How Racism Takes Root in Our Children’s Minds
The National Council of Churches defines racism as “prejudice plus power. Racism is also the intentional or unintentional use of power to isolate, separate and exploit others, based on an unexamined assumption of the other’s inferiority. Racism is used to impose one group’s cultural heritage on others and used by institutions to reward and penalize.”
Gordon W. Allport, a Harvard Professor of Psychology, in his renowned book The Nature of Prejudice explains that a child’s initial introduction to racism is through language. The next phase of learning racism is roughly between the ages of seven and eleven when the child assumes opinions learned from his/her parents regarding different ethnic groups. At this age the behavior is exaggerated and children go overboard in their prejudiced proclamations; however, in a few years they learn to temper their attitude with a rationalized defense for their opinion. Subsequently, adolescents are able to enter their adult years with a familiar pattern of bigoted thinking. By this point, changing this negative system of assumptions is an arduous task.
A Racially Sensitive Curriculum
The blatant exposure of this racism in northern Wisconsin, and the constant denial of its existence, proved to be the impetus for mandating a Wisconsin Indian history curriculum. Realizing the need to address the situation in more than just a band-aid or, rather, law enforcement – aid fashion, Representative Frank Boyle (D-Superior) sought to explore the type of curriculum available for schools through the Department of Public Instruction (DPI). We discovered that very few resources existed even for those teachers who took it upon themselves to teach Wisconsin history accurately.

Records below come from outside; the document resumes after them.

#[cfg(test)]
mod tests {
    use super::*;
    use tempfile::TempDir;

    fn scratch_catalog(dir: &TempDir, default_json: &str) -> Catalog {
        Catalog::new(dir.path().join("test-catalog.json"), default_json)
    }

    #[test]
    fn rebuild_applies_category_defaults() {
        let dir = TempDir::new().unwrap();
        let mut catalog = scratch_catalog(&dir, "[]");
        catalog
            .set(vec![CatalogItem::new("41700"), CatalogItem::with_category("41701", "", "Furniture", "")])
            .unwrap();

        let bare = catalog.get("41700").unwrap();
        assert_eq!(bare.category, "Other");
        assert_eq!(bare.subcategory, "Other_root");

        let furniture = catalog.get("41701").unwrap();
        assert_eq!(furniture.label, "41701");
        assert_eq!(furniture.category, "Furniture");
        assert_eq!(furniture.subcategory, "Furniture_root");

        assert!(catalog.categories()["Other"].contains("Other_root"));
        assert!(catalog.subcategories()["Furniture_root"].contains("41701"));
    }

    #[test]
    fn derived_maps_never_hold_empty_fields() {
        let dir = TempDir::new().unwrap();
        let mut catalog = scratch_catalog(&dir, "[]");
        catalog
            .set(vec![
                CatalogItem::new("1"),
                CatalogItem::with_category("2", "two", "Lights", ""),
                CatalogItem::with_category("3", "three", "", "weird"),
            ])
            .unwrap();

        for item in catalog.items().values() {
            assert!(!item.category.is_empty());
            assert!(!item.subcategory.is_empty());
        }
        // An explicit subcategory with no category still lands under Other.
        assert_eq!(catalog.get("3").unwrap().category, "Other");
        assert_eq!(catalog.get("3").unwrap().subcategory, "weird");
    }

    #[test]
    fn duplicate_id_last_occurrence_wins() {
        let dir = TempDir::new().unwrap();
        let mut catalog = scratch_catalog(&dir, "[]");
        catalog
            .set(vec![
                CatalogItem::with_label("1", "a"),
                CatalogItem::with_label("1", "b"),
            ])
            .unwrap();

        assert_eq!(catalog.list().len(), 2);
        assert_eq!(catalog.get("1").unwrap().label, "b");
    }

    #[test]
    fn set_is_idempotent_on_derived_maps() {
        let dir = TempDir::new().unwrap();
        let mut catalog = scratch_catalog(&dir, "[]");
        let items = vec![
            CatalogItem::with_category("1", "one", "Nature", "Trees"),
            CatalogItem::new("2"),
        ];
        catalog.set(items.clone()).unwrap();
        let first_items = catalog.items().clone();
        let first_subs = catalog.subcategories().clone();
        let first_cats = catalog.categories().clone();

        catalog.set(items).unwrap();
        assert_eq!(catalog.items(), &first_items);
        assert_eq!(catalog.subcategories(), &first_subs);
        assert_eq!(catalog.categories(), &first_cats);
    }

    #[test]
    fn merge_is_right_biased_and_keeps_both_sides() {
        let dir = TempDir::new().unwrap();
        let mut catalog = scratch_catalog(&dir, "[]");
        catalog
            .set(vec![
                CatalogItem::with_label("X", "ours"),
                CatalogItem::with_label("A", "only ours"),
            ])
            .unwrap();

        catalog
            .merge(vec![
                CatalogItem::with_label("X", "theirs"),
                CatalogItem::with_label("B", "only theirs"),
            ])
            .unwrap();

        assert_eq!(catalog.get("X").unwrap().label, "theirs");
        assert_eq!(catalog.get("A").unwrap().label, "only ours");
        assert_eq!(catalog.get("B").unwrap().label, "only theirs");
        assert_eq!(catalog.list().len(), 3);
    }

    #[test]
    fn missing_file_seeds_default_and_persists_it() {
        let dir = TempDir::new().unwrap();
        let default = r#"[{"ID": "199.16", "Label": "Editor marker"}]"#;
        let mut catalog = scratch_catalog(&dir, default);
        catalog.load();

        assert_eq!(catalog.list().len(), 1);
        assert_eq!(catalog.get("199.16").unwrap().label, "Editor marker");
        assert!(catalog.file_path().exists());
    }

    #[test]
    fn corrupt_file_self_heals() {
        let dir = TempDir::new().unwrap();
        let path = dir.path().join("test-catalog.json");
        std::fs::write(&path, "{ not json").unwrap();

        let mut catalog = Catalog::new(&path, r#"[{"ID": "210.0"}]"#);
        catalog.load();
        assert_eq!(catalog.list().len(), 1);

        // The rewritten file must now parse on its own.
        let items = read_items(&path).unwrap();
        assert_eq!(items.len(), 1);
        assert_eq!(items[0].id, "210.0");
    }

    #[test]
    fn load_accepts_bare_array_and_wrapper() {
        let dir = TempDir::new().unwrap();
        let path = dir.path().join("test-catalog.json");

        std::fs::write(&path, r#"[{"ID": "1"}]"#).unwrap();
        let mut catalog = Catalog::new(&path, "[]");
        catalog.load();
        assert_eq!(catalog.list().len(), 1);

        std::fs::write(&path, r#"{"_list": [{"ID": "1"}, {"ID": "2"}]}"#).unwrap();
        catalog.load();
        assert_eq!(catalog.list().len(), 2);
    }

    #[test]
    fn save_writes_wrapper_form() {
        let dir = TempDir::new().unwrap();
        let mut catalog = scratch_catalog(&dir, "[]");
        catalog.set(vec![CatalogItem::new("1")]).unwrap();

        let data = std::fs::read_to_string(catalog.file_path()).unwrap();
        let value: serde_json::Value = serde_json::from_str(&data).unwrap();
        assert!(value.get("_list").is_some());
    }

    #[test]
    fn remove_and_replace_keep_indexes_current() {
        let dir = TempDir::new().unwrap();
        let mut catalog = scratch_catalog(&dir, "[]");
        catalog
            .set(vec![
                CatalogItem::with_category("1", "one", "Lights", ""),
                CatalogItem::with_category("2", "two", "Lights", ""),
            ])
            .unwrap();

        catalog.remove("1").unwrap();
        assert!(catalog.get("1").is_none());
        assert!(!catalog.subcategories()["Lights_root"].contains("1"));

        catalog
            .replace(CatalogItem::with_category("2", "two", "Nature", ""))
            .unwrap();
        assert_eq!(catalog.get("2").unwrap().category, "Nature");
        assert!(!catalog.subcategories().contains_key("Lights_root"));
    }
}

In our effort to find advocates of a more enlightened curriculum, we ran across information published by the American Indian Language and Culture Education Board (AILCEB). Alan Caldwell, a Menominee and member of the board as well as an education consultant for DPI, presented us with a copy of a resolution which was passed by the board in the fall of 1987. The resolution recommended that the State Legislature, direct the Department of Public Instruction, in cooperation with Wisconsin Indian tribes, develop Wisconsin Indian curriculum and establish an Indian Education office.
This resolution influenced our initiative a great deal. The AILCEB had realized the need for such an office in DPI long before we had and had patiently waited for someone in the Legislature to take action. Without the assistance of Bill Gollnick, an Oneida who chairs the AILCEB, who is also an assistant chancellor at UW-Green Bay; Barbara Thomas, staff for AILCEB; and Alan Caldwell, we would not have been able to successfully formulate the parameters for our proposal.
Our efforts were further encouraged when we learned that Minnesota had a well established Indian Education Section within their Department of Education. The section, (created by the Minnesota Indian Language and Cultural Act of 1976), has a thirteen person staff and a $6 million budget.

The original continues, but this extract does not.